RECORDS FOR THIS TASK Start Marker

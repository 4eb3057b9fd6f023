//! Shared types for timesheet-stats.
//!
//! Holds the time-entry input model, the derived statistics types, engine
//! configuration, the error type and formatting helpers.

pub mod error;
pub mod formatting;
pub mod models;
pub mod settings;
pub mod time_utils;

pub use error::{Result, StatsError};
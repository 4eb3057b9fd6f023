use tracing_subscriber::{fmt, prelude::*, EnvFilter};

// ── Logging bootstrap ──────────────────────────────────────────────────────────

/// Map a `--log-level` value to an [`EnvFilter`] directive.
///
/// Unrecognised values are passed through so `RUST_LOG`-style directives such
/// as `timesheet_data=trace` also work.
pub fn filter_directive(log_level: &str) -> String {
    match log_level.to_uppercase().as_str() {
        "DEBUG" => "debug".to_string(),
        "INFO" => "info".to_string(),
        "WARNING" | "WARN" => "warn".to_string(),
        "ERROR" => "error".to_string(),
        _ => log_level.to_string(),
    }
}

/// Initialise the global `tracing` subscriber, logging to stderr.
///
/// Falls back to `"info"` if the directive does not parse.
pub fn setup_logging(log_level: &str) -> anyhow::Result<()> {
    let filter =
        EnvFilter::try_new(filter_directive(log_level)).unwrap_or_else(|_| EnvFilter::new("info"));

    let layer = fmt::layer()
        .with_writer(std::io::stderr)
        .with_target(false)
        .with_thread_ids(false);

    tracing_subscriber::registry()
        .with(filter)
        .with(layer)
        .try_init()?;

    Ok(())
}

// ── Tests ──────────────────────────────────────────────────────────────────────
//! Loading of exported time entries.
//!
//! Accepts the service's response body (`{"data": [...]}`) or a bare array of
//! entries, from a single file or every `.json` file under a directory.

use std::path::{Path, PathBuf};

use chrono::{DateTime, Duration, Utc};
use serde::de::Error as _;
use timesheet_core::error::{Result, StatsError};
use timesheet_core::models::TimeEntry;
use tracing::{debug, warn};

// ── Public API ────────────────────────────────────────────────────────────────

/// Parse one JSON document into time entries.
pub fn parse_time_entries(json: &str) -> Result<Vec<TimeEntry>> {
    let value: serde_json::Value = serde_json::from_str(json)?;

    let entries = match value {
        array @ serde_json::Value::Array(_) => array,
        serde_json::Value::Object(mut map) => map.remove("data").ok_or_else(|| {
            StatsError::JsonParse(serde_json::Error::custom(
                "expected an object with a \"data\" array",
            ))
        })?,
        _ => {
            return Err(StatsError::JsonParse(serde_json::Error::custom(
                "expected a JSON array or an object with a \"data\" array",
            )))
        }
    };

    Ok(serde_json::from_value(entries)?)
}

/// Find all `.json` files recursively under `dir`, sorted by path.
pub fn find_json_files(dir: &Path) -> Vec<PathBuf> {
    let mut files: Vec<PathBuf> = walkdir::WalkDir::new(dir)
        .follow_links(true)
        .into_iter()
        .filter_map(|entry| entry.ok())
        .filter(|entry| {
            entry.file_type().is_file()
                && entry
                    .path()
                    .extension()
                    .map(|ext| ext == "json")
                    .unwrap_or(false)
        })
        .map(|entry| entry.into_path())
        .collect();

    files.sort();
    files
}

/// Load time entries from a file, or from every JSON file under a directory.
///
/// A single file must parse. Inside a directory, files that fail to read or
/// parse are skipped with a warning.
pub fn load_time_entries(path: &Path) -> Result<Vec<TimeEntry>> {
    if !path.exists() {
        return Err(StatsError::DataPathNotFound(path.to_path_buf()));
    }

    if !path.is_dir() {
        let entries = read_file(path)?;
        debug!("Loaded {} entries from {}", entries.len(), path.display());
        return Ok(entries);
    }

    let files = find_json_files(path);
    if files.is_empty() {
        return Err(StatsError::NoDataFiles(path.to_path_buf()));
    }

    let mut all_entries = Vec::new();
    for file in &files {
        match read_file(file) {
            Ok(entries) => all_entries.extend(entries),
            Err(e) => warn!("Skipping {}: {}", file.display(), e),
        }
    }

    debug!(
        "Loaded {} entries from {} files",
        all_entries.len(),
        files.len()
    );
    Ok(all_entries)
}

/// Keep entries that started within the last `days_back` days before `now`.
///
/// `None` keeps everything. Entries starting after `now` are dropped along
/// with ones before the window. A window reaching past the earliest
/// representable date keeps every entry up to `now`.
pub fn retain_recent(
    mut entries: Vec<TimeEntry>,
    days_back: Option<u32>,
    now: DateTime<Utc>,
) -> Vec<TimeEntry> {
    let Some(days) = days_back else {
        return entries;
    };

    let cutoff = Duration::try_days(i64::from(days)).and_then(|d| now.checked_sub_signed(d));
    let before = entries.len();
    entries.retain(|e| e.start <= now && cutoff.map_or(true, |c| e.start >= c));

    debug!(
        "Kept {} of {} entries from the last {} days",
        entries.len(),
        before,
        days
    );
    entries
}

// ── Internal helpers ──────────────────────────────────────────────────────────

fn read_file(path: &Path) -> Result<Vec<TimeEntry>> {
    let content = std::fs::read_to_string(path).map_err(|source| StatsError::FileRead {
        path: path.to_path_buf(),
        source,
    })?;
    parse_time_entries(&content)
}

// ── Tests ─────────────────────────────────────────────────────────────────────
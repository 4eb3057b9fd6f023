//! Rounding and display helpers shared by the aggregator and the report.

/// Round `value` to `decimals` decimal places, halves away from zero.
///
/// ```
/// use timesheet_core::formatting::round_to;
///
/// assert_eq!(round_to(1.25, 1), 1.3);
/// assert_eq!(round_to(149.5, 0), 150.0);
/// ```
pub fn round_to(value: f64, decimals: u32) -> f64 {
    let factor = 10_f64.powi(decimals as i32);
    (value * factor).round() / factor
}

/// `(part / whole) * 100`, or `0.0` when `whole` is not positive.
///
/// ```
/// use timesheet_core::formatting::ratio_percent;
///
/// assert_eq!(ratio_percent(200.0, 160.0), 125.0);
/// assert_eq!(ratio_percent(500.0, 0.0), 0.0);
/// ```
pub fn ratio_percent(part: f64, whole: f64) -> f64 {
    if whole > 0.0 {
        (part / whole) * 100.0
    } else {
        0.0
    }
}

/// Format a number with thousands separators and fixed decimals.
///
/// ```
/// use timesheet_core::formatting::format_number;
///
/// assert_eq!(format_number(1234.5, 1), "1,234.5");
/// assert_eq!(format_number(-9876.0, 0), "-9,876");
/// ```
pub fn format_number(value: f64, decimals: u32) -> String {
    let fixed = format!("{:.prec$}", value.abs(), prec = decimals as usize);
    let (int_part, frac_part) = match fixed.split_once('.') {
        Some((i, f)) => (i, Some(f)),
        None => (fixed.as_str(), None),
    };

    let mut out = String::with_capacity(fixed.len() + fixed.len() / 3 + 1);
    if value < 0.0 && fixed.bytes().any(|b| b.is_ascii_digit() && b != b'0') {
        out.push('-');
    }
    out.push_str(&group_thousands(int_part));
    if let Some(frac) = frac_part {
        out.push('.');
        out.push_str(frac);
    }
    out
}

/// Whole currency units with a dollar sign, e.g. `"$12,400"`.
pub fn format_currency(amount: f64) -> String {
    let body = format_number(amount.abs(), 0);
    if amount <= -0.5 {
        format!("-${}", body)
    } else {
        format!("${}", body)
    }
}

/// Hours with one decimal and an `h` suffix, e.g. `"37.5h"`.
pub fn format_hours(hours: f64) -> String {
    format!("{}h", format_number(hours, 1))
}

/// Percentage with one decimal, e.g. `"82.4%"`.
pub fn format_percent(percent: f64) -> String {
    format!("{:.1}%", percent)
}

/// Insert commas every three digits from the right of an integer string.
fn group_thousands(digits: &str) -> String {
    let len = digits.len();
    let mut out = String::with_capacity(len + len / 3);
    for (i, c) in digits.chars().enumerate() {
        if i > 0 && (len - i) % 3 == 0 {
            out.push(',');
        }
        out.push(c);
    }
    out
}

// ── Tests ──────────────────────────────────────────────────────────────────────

RECORDS FOR THIS TASK End Marker

Reproduce the data above in full. Leave nothing out.

→ EXPECTED ANSWER:
repository 4eb3057b9fd6f023
//! Shared types for timesheet-stats.
//!
//! Holds the time-entry input model, the derived statistics types, engine
//! configuration, the error type and formatting helpers.

pub mod error;
pub mod formatting;
pub mod models;
pub mod settings;
pub mod time_utils;

pub use error::{Result, StatsError};
repository 4eb3057b9fd6f023
use tracing_subscriber::{fmt, prelude::*, EnvFilter};

// ── Logging bootstrap ──────────────────────────────────────────────────────────

/// Map a `--log-level` value to an [`EnvFilter`] directive.
///
/// Unrecognised values are passed through so `RUST_LOG`-style directives such
/// as `timesheet_data=trace` also work.
pub fn filter_directive(log_level: &str) -> String {
    match log_level.to_uppercase().as_str() {
        "DEBUG" => "debug".to_string(),
        "INFO" => "info".to_string(),
        "WARNING" | "WARN" => "warn".to_string(),
        "ERROR" => "error".to_string(),
        _ => log_level.to_string(),
    }
}

/// Initialise the global `tracing` subscriber, logging to stderr.
///
/// Falls back to `"info"` if the directive does not parse.
pub fn setup_logging(log_level: &str) -> anyhow::Result<()> {
    let filter =
        EnvFilter::try_new(filter_directive(log_level)).unwrap_or_else(|_| EnvFilter::new("info"));

    let layer = fmt::layer()
        .with_writer(std::io::stderr)
        .with_target(false)
        .with_thread_ids(false);

    tracing_subscriber::registry()
        .with(filter)
        .with(layer)
        .try_init()?;

    Ok(())
}

// ── Tests ──────────────────────────────────────────────────────────────────────
//! Loading of exported time entries.
//!
//! Accepts the service's response body (`{"data": [...]}`) or a bare array of
//! entries, from a single file or every `.json` file under a directory.

use std::path::{Path, PathBuf};

use chrono::{DateTime, Duration, Utc};
use serde::de::Error as _;
use timesheet_core::error::{Result, StatsError};
use timesheet_core::models::TimeEntry;
use tracing::{debug, warn};

// ── Public API ────────────────────────────────────────────────────────────────

/// Parse one JSON document into time entries.
pub fn parse_time_entries(json: &str) -> Result<Vec<TimeEntry>> {
    let value: serde_json::Value = serde_json::from_str(json)?;

    let entries = match value {
        array @ serde_json::Value::Array(_) => array,
        serde_json::Value::Object(mut map) => map.remove("data").ok_or_else(|| {
            StatsError::JsonParse(serde_json::Error::custom(
                "expected an object with a \"data\" array",
            ))
        })?,
        _ => {
            return Err(StatsError::JsonParse(serde_json::Error::custom(
                "expected a JSON array or an object with a \"data\" array",
            )))
        }
    };

    Ok(serde_json::from_value(entries)?)
}

/// Find all `.json` files recursively under `dir`, sorted by path.
pub fn find_json_files(dir: &Path) -> Vec<PathBuf> {
    let mut files: Vec<PathBuf> = walkdir::WalkDir::new(dir)
        .follow_links(true)
        .into_iter()
        .filter_map(|entry| entry.ok())
        .filter(|entry| {
            entry.file_type().is_file()
                && entry
                    .path()
                    .extension()
                    .map(|ext| ext == "json")
                    .unwrap_or(false)
        })
        .map(|entry| entry.into_path())
        .collect();

    files.sort();
    files
}

/// Load time entries from a file, or from every JSON file under a directory.
///
/// A single file must parse. Inside a directory, files that fail to read or
/// parse are skipped with a warning.
pub fn load_time_entries(path: &Path) -> Result<Vec<TimeEntry>> {
    if !path.exists() {
        return Err(StatsError::DataPathNotFound(path.to_path_buf()));
    }

    if !path.is_dir() {
        let entries = read_file(path)?;
        debug!("Loaded {} entries from {}", entries.len(), path.display());
        return Ok(entries);
    }

    let files = find_json_files(path);
    if files.is_empty() {
        return Err(StatsError::NoDataFiles(path.to_path_buf()));
    }

    let mut all_entries = Vec::new();
    for file in &files {
        match read_file(file) {
            Ok(entries) => all_entries.extend(entries),
            Err(e) => warn!("Skipping {}: {}", file.display(), e),
        }
    }

    debug!(
        "Loaded {} entries from {} files",
        all_entries.len(),
        files.len()
    );
    Ok(all_entries)
}

/// Keep entries that started within the last `days_back` days before `now`.
///
/// `None` keeps everything. Entries starting after `now` are dropped along
/// with ones before the window. A window reaching past the earliest
/// representable date keeps every entry up to `now`.
pub fn retain_recent(
    mut entries: Vec<TimeEntry>,
    days_back: Option<u32>,
    now: DateTime<Utc>,
) -> Vec<TimeEntry> {
    let Some(days) = days_back else {
        return entries;
    };

    let cutoff = Duration::try_days(i64::from(days)).and_then(|d| now.checked_sub_signed(d));
    let before = entries.len();
    entries.retain(|e| e.start <= now && cutoff.map_or(true, |c| e.start >= c));

    debug!(
        "Kept {} of {} entries from the last {} days",
        entries.len(),
        before,
        days
    );
    entries
}

// ── Internal helpers ──────────────────────────────────────────────────────────

fn read_file(path: &Path) -> Result<Vec<TimeEntry>> {
    let content = std::fs::read_to_string(path).map_err(|source| StatsError::FileRead {
        path: path.to_path_buf(),
        source,
    })?;
    parse_time_entries(&content)
}

// ── Tests ─────────────────────────────────────────────────────────────────────
repository 4eb3057b9fd6f023
//! Rounding and display helpers shared by the aggregator and the report.

/// Round `value` to `decimals` decimal places, halves away from zero.
///
/// ```
/// use timesheet_core::formatting::round_to;
///
/// assert_eq!(round_to(1.25, 1), 1.3);
/// assert_eq!(round_to(149.5, 0), 150.0);
/// ```
pub fn round_to(value: f64, decimals: u32) -> f64 {
    let factor = 10_f64.powi(decimals as i32);
    (value * factor).round() / factor
}

/// `(part / whole) * 100`, or `0.0` when `whole` is not positive.
///
/// ```
/// use timesheet_core::formatting::ratio_percent;
///
/// assert_eq!(ratio_percent(200.0, 160.0), 125.0);
/// assert_eq!(ratio_percent(500.0, 0.0), 0.0);
/// ```
pub fn ratio_percent(part: f64, whole: f64) -> f64 {
    if whole > 0.0 {
        (part / whole) * 100.0
    } else {
        0.0
    }
}

/// Format a number with thousands separators and fixed decimals.
///
/// ```
/// use timesheet_core::formatting::format_number;
///
/// assert_eq!(format_number(1234.5, 1), "1,234.5");
/// assert_eq!(format_number(-9876.0, 0), "-9,876");
/// ```
pub fn format_number(value: f64, decimals: u32) -> String {
    let fixed = format!("{:.prec$}", value.abs(), prec = decimals as usize);
    let (int_part, frac_part) = match fixed.split_once('.') {
        Some((i, f)) => (i, Some(f)),
        None => (fixed.as_str(), None),
    };

    let mut out = String::with_capacity(fixed.len() + fixed.len() / 3 + 1);
    if value < 0.0 && fixed.bytes().any(|b| b.is_ascii_digit() && b != b'0') {
        out.push('-');
    }
    out.push_str(&group_thousands(int_part));
    if let Some(frac) = frac_part {
        out.push('.');
        out.push_str(frac);
    }
    out
}

/// Whole currency units with a dollar sign, e.g. `"$12,400"`.
pub fn format_currency(amount: f64) -> String {
    let body = format_number(amount.abs(), 0);
    if amount <= -0.5 {
        format!("-${}", body)
    } else {
        format!("${}", body)
    }
}

/// Hours with one decimal and an `h` suffix, e.g. `"37.5h"`.
pub fn format_hours(hours: f64) -> String {
    format!("{}h", format_number(hours, 1))
}

/// Percentage with one decimal, e.g. `"82.4%"`.
pub fn format_percent(percent: f64) -> String {
    format!("{:.1}%", percent)
}

/// Insert commas every three digits from the right of an integer string.
fn group_thousands(digits: &str) -> String {
    let len = digits.len();
    let mut out = String::with_capacity(len + len / 3);
    for (i, c) in digits.chars().enumerate() {
        if i > 0 && (len - i) % 3 == 0 {
            out.push(',');
        }
        out.push(c);
    }
    out
}

// ── Tests ──────────────────────────────────────────────────────────────────────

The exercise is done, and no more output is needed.